On Friday night, a father coached against his son as a player
for the first time in 27 years and only the second time in NBA
history when the Clippers played the Warriors.

The Dunleavys have been anticipating their first game against
each other in the NBA. In fact, they've been talking about the
possibility for years.

"I understand all the attention from it," Dunleavy Sr. said.
"It's an interesting dynamic. It's a unique situation. We're not
aligned. We've always been on the same page, the same side. This is
the first game he's ever played in that I don't want him to win."

But Dunleavy's mother, Emily, hadn't said who she'd be rooting
for, but Mike is her first-born son.

"It's my first time playing against him, and I want to win,"
said the younger Dunleavy, a second-year pro who split two
preseason meetings with his dad and scored 19 points in both games.
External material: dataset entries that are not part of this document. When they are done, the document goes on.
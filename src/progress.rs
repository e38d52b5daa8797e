/*!
 * Progress reporting for ingestion runs
 *
 * Notifications are advisory: the pipeline never looks at what a reporter
 * does with them. Reporters run synchronously on the pipeline's own thread,
 * so they must return promptly.
 *
 * Cancellation travels the other way: the caller flips a token and the
 * pipeline notices before its next discovered entry or file read.
 */

use std::sync::atomic::{AtomicBool, Ordering};
use std::sync::Arc;

use serde::Serialize;
use strum::Display;

/// Position of a run in the pipeline state machine
#[derive(Debug, Clone, Copy, PartialEq, Eq, Display, Serialize)]
pub enum Stage {
    Idle,
    Discovering,
    Reading,
    BuildingTree,
    Summarizing,
    Serializing,
    Done,
    Failed,
}

impl Stage {
    /// Whether the run has finished, successfully or not
    pub fn is_terminal(&self) -> bool {
        matches!(self, Self::Done | Self::Failed)
    }
}

/// A single progress notification
#[derive(Debug, Clone, PartialEq, Eq)]
pub struct ProgressUpdate {
    pub stage: Stage,
    /// Human-readable description of what is happening
    pub message: String,
    /// Completion estimate, 0 to 100 and never decreasing within a run
    pub percent: Option<u8>,
}

/// Trait for receiving progress notifications
pub trait ProgressReporter {
    /// Called on every stage transition and periodically while reading
    fn report(&self, update: &ProgressUpdate);
}

// Implement ProgressReporter for closures
impl<F> ProgressReporter for F
where
    F: Fn(&ProgressUpdate),
{
    fn report(&self, update: &ProgressUpdate) {
        self(update)
    }
}

/// Shared flag used to stop a run early. Checked before each discovered
/// entry and before each file read.
#[derive(Debug, Clone, Default)]
pub struct CancellationToken(Arc<AtomicBool>);

impl CancellationToken {
    pub fn new() -> Self {
        Self::default()
    }

    pub fn cancel(&self) {
        self.0.store(true, Ordering::SeqCst);
    }

    pub fn is_cancelled(&self) -> bool {
        self.0.load(Ordering::SeqCst)
    }
}
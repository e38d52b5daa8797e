//! Ignore-pattern matching
//!
//! Patterns use a small glob dialect that is compiled to anchored regular
//! expressions:
//!
//! - `**` matches any run of characters, separators included. A `**/` prefix
//!   may also match nothing, and a trailing `/**` may match nothing, so
//!   `**/node_modules/**` covers `node_modules` itself and everything below it
//!   at any depth.
//! - `*` matches any run of characters except `/`.
//! - Every other character matches itself.
//!
//! A pattern matches an entry when it matches either the entry's path relative
//! to the scan root or the entry's bare name.

use regex::Regex;

use crate::error::Result;

/// A single compiled ignore pattern
#[derive(Debug, Clone)]
pub struct GlobPattern {
    regex: Regex,
}

impl GlobPattern {
    /// Compile a glob into an anchored matcher
    pub fn compile(pattern: &str) -> Result<Self> {
        let regex = Regex::new(&glob_to_regex(pattern))?;
        Ok(Self { regex })
    }

    pub fn is_match(&self, candidate: &str) -> bool {
        self.regex.is_match(candidate)
    }
}

/// Translate a glob into the source of an anchored regular expression
pub fn glob_to_regex(pattern: &str) -> String {
    let chars: Vec<char> = pattern.chars().collect();
    let mut out = String::with_capacity(pattern.len() * 2 + 2);
    out.push('^');

    let mut i = 0;
    while i < chars.len() {
        match chars[i] {
            '*' if chars.get(i + 1) == Some(&'*') => {
                if chars.get(i + 2) == Some(&'/') {
                    out.push_str("(?:.*/)?");
                    i += 3;
                } else {
                    out.push_str(".*");
                    i += 2;
                }
            }
            '*' => {
                out.push_str("[^/]*");
                i += 1;
            }
            '/' if i + 3 == chars.len() && chars[i + 1] == '*' && chars[i + 2] == '*' => {
                out.push_str("(?:/.*)?");
                i += 3;
            }
            c => {
                let mut buf = [0u8; 4];
                out.push_str(&regex::escape(c.encode_utf8(&mut buf)));
                i += 1;
            }
        }
    }

    out.push('$');
    out
}

/// A set of ignore patterns evaluated together
#[derive(Debug, Clone, Default)]
pub struct PathMatcher {
    patterns: Vec<GlobPattern>,
    /// Patterns that failed to compile, with the reason. They match nothing.
    rejected: Vec<(String, String)>,
}

impl PathMatcher {
    /// Compile every pattern. Patterns that fail to compile are kept aside
    /// in [`PathMatcher::rejected`] instead of failing the whole set.
    pub fn new<S: AsRef<str>>(patterns: &[S]) -> Self {
        let mut matcher = Self::default();

        for pattern in patterns {
            let pattern = pattern.as_ref();
            match GlobPattern::compile(pattern) {
                Ok(compiled) => matcher.patterns.push(compiled),
                Err(e) => {
                    log::warn!("Ignoring invalid pattern {:?}: {}", pattern, e);
                    matcher.rejected.push((pattern.to_string(), e.to_string()));
                }
            }
        }

        matcher
    }

    /// True when any pattern matches the relative path or the bare name
    pub fn is_ignored(&self, relative_path: &str, name: &str) -> bool {
        self.patterns
            .iter()
            .any(|p| p.is_match(relative_path) || p.is_match(name))
    }

    pub fn rejected(&self) -> &[(String, String)] {
        &self.rejected
    }

    pub fn len(&self) -> usize {
        self.patterns.len()
    }

    pub fn is_empty(&self) -> bool {
        self.patterns.is_empty()
    }
}

/// One-shot check of a relative path against a pattern set
pub fn matches<S: AsRef<str>>(candidate_path: &str, patterns: &[S]) -> bool {
    let name = candidate_path.rsplit('/').next().unwrap_or(candidate_path);
    PathMatcher::new(patterns).is_ignored(candidate_path, name)
}
/*!
 * Source extension allow-list and the extension to language table
 */

use std::path::Path;

use serde::Serialize;
use strum::{Display, EnumIter, IntoStaticStr};

/// Extensions (lowercase, without the dot) of files the scanner will pick up.
/// Anything else is invisible to the pipeline.
pub const SOURCE_EXTENSIONS: &[&str] = &[
    "js", "jsx", "mjs", "cjs", "ts", "tsx", "py", "rb", "java", "kt", "go", "rs", "c", "h", "cpp",
    "hpp", "cc", "cs", "php", "swift", "scala", "sh", "lua", "dart", "vue", "svelte",
];

/// Language tag attached to every file record
#[derive(
    Debug, Clone, Copy, PartialEq, Eq, Hash, Display, IntoStaticStr, EnumIter, Serialize,
)]
#[strum(serialize_all = "lowercase")]
#[serde(rename_all = "lowercase")]
pub enum Language {
    JavaScript,
    TypeScript,
    Python,
    Ruby,
    Java,
    Kotlin,
    Go,
    Rust,
    C,
    Cpp,
    CSharp,
    Php,
    Swift,
    Scala,
    Shell,
    Lua,
    Dart,
    Vue,
    Svelte,
    /// Fallback for any extension without a dedicated entry
    PlainText,
}

impl Language {
    /// Map an extension (without the dot, any case) to a language.
    /// Total: unknown extensions yield [`Language::PlainText`].
    pub fn from_extension(ext: &str) -> Self {
        match ext.to_ascii_lowercase().as_str() {
            "js" | "jsx" | "mjs" | "cjs" => Self::JavaScript,
            "ts" | "tsx" => Self::TypeScript,
            "py" => Self::Python,
            "rb" => Self::Ruby,
            "java" => Self::Java,
            "kt" => Self::Kotlin,
            "go" => Self::Go,
            "rs" => Self::Rust,
            "c" | "h" => Self::C,
            "cpp" | "hpp" | "cc" => Self::Cpp,
            "cs" => Self::CSharp,
            "php" => Self::Php,
            "swift" => Self::Swift,
            "scala" => Self::Scala,
            "sh" => Self::Shell,
            "lua" => Self::Lua,
            "dart" => Self::Dart,
            "vue" => Self::Vue,
            "svelte" => Self::Svelte,
            _ => Self::PlainText,
        }
    }

    /// Language of a path, judged by its extension alone
    pub fn from_path(path: &Path) -> Self {
        path.extension()
            .map(|ext| Self::from_extension(&ext.to_string_lossy()))
            .unwrap_or(Self::PlainText)
    }

    /// The tag written into the `language` attribute
    pub fn as_str(&self) -> &'static str {
        self.into()
    }
}

/// Check whether a path carries one of the allow-listed source extensions
pub fn is_source_file(path: &Path) -> bool {
    path.extension()
        .map(|ext| {
            let ext = ext.to_string_lossy().to_ascii_lowercase();
            SOURCE_EXTENSIONS.contains(&ext.as_str())
        })
        .unwrap_or(false)
}
/*!
 * codedump - Generate an XML digest of a source tree for LLM context
 *
 * This library walks a directory of source files and produces a single XML
 * document holding a summary, a rendered directory tree and every included
 * file with line numbers, so a Large Language Model gets both the code and
 * precise line references.
 */

pub mod config;
pub mod error;
pub mod language;
pub mod matcher;
pub mod pipeline;
pub mod progress;
pub mod reader;
pub mod report;
pub mod scanner;
pub mod summary;
pub mod tree;
pub mod types;
pub mod utils;
pub mod writer;

#[cfg(test)]
mod tests;

// Re-export main components for easier access
pub use config::{ConfigOverrides, IngestionConfig};
pub use error::{IngestError, Result};
pub use language::Language;
pub use matcher::{matches, PathMatcher};
pub use pipeline::{CancellationToken, IngestionOutcome, Pipeline};
pub use progress::{ProgressReporter, ProgressUpdate, Stage};
pub use reader::FileReader;
pub use report::{ReportFormat, Reporter, ScanReport};
pub use scanner::Scanner;
pub use summary::{summarize, Summary};
pub use tree::{render_tree, DirectoryTree};
pub use types::{Diagnostic, DiagnosticKind, FileRecord, IngestionResult, SerializedArtifact};
pub use writer::XmlWriter;

/// Version of the library
pub const VERSION: &str = env!("CARGO_PKG_VERSION");
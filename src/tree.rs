/*!
 * Directory tree reconstruction from flat relative paths
 */

use std::collections::BTreeMap;

const BRANCH: &str = "├── ";
const LAST_BRANCH: &str = "└── ";
const CONTINUATION: &str = "│   ";
const PADDING: &str = "    ";

/// Index of a node in the tree arena
pub type NodeId = usize;

const ROOT: NodeId = 0;

#[derive(Debug, Clone, Default)]
struct TreeNode {
    /// Child name to node, kept sorted so rendering is order-independent
    children: BTreeMap<String, NodeId>,
}

/// Arena of path nodes. Node 0 is the scan root; every other node is a path
/// segment owned by its parent. A node with children renders as a directory.
#[derive(Debug, Clone)]
pub struct DirectoryTree {
    nodes: Vec<TreeNode>,
}

impl Default for DirectoryTree {
    fn default() -> Self {
        Self {
            nodes: vec![TreeNode::default()],
        }
    }
}

impl DirectoryTree {
    /// Build a tree from `/`-separated relative paths
    pub fn from_paths<I, S>(paths: I) -> Self
    where
        I: IntoIterator<Item = S>,
        S: AsRef<str>,
    {
        let mut tree = Self::default();
        for path in paths {
            tree.insert(path.as_ref());
        }
        tree
    }

    /// Register every segment of `path` under its parent prefix
    pub fn insert(&mut self, path: &str) {
        let mut current = ROOT;
        for segment in path.split('/').filter(|s| !s.is_empty()) {
            current = match self.nodes[current].children.get(segment) {
                Some(&child) => child,
                None => {
                    let child = self.nodes.len();
                    self.nodes.push(TreeNode::default());
                    self.nodes[current]
                        .children
                        .insert(segment.to_string(), child);
                    child
                }
            };
        }
    }

    /// Find the node for a relative path; `""` is the root
    pub fn lookup(&self, path: &str) -> Option<NodeId> {
        path.split('/')
            .filter(|s| !s.is_empty())
            .try_fold(ROOT, |node, segment| {
                self.nodes[node].children.get(segment).copied()
            })
    }

    /// Sorted child names of a node
    pub fn children(&self, node: NodeId) -> Vec<&str> {
        self.nodes
            .get(node)
            .map(|n| n.children.keys().map(String::as_str).collect())
            .unwrap_or_default()
    }

    /// Render as an indented text tree, one entry per line, without a
    /// trailing newline. The root itself is not printed.
    pub fn render(&self) -> String {
        let mut lines = Vec::new();
        let mut prefix = String::new();
        self.render_children(ROOT, &mut prefix, &mut lines);
        lines.join("\n")
    }

    fn render_children(&self, node: NodeId, prefix: &mut String, lines: &mut Vec<String>) {
        let children = &self.nodes[node].children;
        let count = children.len();

        for (i, (name, &child)) in children.iter().enumerate() {
            let last = i + 1 == count;
            let connector = if last { LAST_BRANCH } else { BRANCH };
            lines.push(format!("{}{}{}", prefix, connector, name));

            if !self.nodes[child].children.is_empty() {
                let depth = prefix.len();
                prefix.push_str(if last { PADDING } else { CONTINUATION });
                self.render_children(child, prefix, lines);
                prefix.truncate(depth);
            }
        }
    }
}

/// Build and render the tree for a set of relative paths
pub fn render_tree<I, S>(paths: I) -> String
where
    I: IntoIterator<Item = S>,
    S: AsRef<str>,
{
    DirectoryTree::from_paths(paths).render()
}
Coach Dunleavy admitted he was game planning for his son.

"The things he does well don't show up in the boxscore," the
father said. "He can make plays, and he makes the other guys
better. From our standpoint, we'd rather not have him on the

The last time a father and son played against each other was on
Nov. 9, 1976, when the New Orleans Jazz played the New York Nets.
Jan van Breda Kolff started for the Nets, while his father, Butch,
coached the Jazz.

Asked about being part of his father's game plan, Dunleavy Jr.
said it wasn't a big deal.

"I think that's just part of the game," he said. "It's
probably weird for him. It's not that weird to me. Coaches game
plan against us all the time."

The 6-foot-9, 221-pound forward grew up surrounded by pro
basketball players. His father is back in coaching in the NBA after
a year off after being fired by Portland following the 2000-01

He sat in the stands for several games last season to support
his son, who needed that show of confidence. They spoke often last
season whenever Dunleavy needed encouragement or an honest
assessment of his performance.

Dunleavy, the third overall pick in the 2002 draft, started just
three games but played in all 82, averaging 5.7 points and 2.6
rebounds in 15.9 minutes. Only two other rookies -- Yao Ming and
Amare Stoudemire -- appeared in every game. Yet Dunleavy never found
a rhythm.

Now, he's the Warriors second-leading scorer at 15.7 points per
game. He's also the team's No. 3 rebounder at 7.4 per game.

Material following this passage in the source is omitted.